"Location, location, location," recite the realtors. "Smaller, faster, cheaper," reply tech leaders like Intel and Apple. But what do the worker bees at Verizon (NYSE:VZ) and AT&T (NYSE:T) chant as off to work they go? Judging from history, I'm betting their mantra is something like: "Grow, scale, monopolize."

That does seem to be the strategy du jour of the telecom industry -- and not just here at home, but in the rest of the world as well. In the former Soviet Union, we learned earlier this week that Russia's leading mobile phone operator Mobile TeleSystems (NYSE:MBT) has just entered the Armenian telecom market.

Following the lead of Russian archrival VimpelCom (NYSE:VIP), which spent $474 million to acquire fixed-line and mobile telephone operator Armentel last year, MTS has agreed to purchase an 80% stake in K-Telecom, which owns Armenia's VivaCell mobile service. Paying $361 million up front, with as much as $69 million more over the next three years (if VivaCell meets certain unspecified financial targets), and extending a $194 million loan to pay off K-Telecom's debts, MTS is valuing VivaCell's current customer base at $791 per head, according to analysts at the Aton brokerage house.

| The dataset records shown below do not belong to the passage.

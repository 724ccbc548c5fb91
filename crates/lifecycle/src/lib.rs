//! # Warehouse Lifecycle Engine
//!
//! Removes or deactivates entities of the warehouse hierarchy.
//!
//! Three deletion modes are supported:
//!
//! - **Logical**: flips the row's `active` flag.
//! - **Permanent**: hard-deletes a single row, relying on `RESTRICT` foreign keys.
//! - **Cascade**: removes a whole Company, Branch or Zone subtree in one transaction, deactivating (never
//!   deleting) every user account reachable from it except the acting user.
//!
//! Callers go through [`LifecycleService`]; the [`StrategyResolver`] maps `(EntityKind, DeletionMode)` pairs to
//! strategies once at construction time.

pub mod graph;
pub mod kinds;
pub mod orchestrator;
pub mod plan;
pub mod resolver;
pub mod service;
pub mod store;
pub mod strategy;

pub use graph::SubtreeGraph;
pub use kinds::{AggregateKind, DeletionMode, EntityKind};
pub use orchestrator::{BranchCascade, CascadeOrchestrator, CompanyCascade, ZoneCascade};
pub use plan::{CascadePlan, CascadeReport, CascadeStep, PlanBuilder, StepAction};
pub use resolver::StrategyResolver;
pub use service::LifecycleService;
pub use store::{LifecycleStore, SeaStore};
pub use strategy::{CascadeDelete, DeleteRequest, DeleteStrategy, LogicalDelete, PermanentDelete};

That's a hefty sum when you consider that the average customer in the markets MTS serves generates just less than $120 a year in revenue, let alone profit. All the more so when compared to what it costs MTS to acquire a customer organically -- just less than $30 in the most recent quarter. But really, what choice does the company have? Judging by the standards of Russian telecom math, there's no place left to grow in the home market. This market's not just saturated, it's supersaturated, with 110% mobile penetration back home in Russia.

But Armenia's market is relatively untapped, with mobile penetration at just 39%, and VivaCell owns two-thirds of that pool. By buying control of K-Telecom, MTS not only gains entry into a largely untapped new market, but also takes the pole position in said market.

Whether that's enough to justify the purchase price, time will tell. But with the market back home in Russia tapped out, MTS doesn't have any place left to "grow, scale, and monopolize" -- except abroad.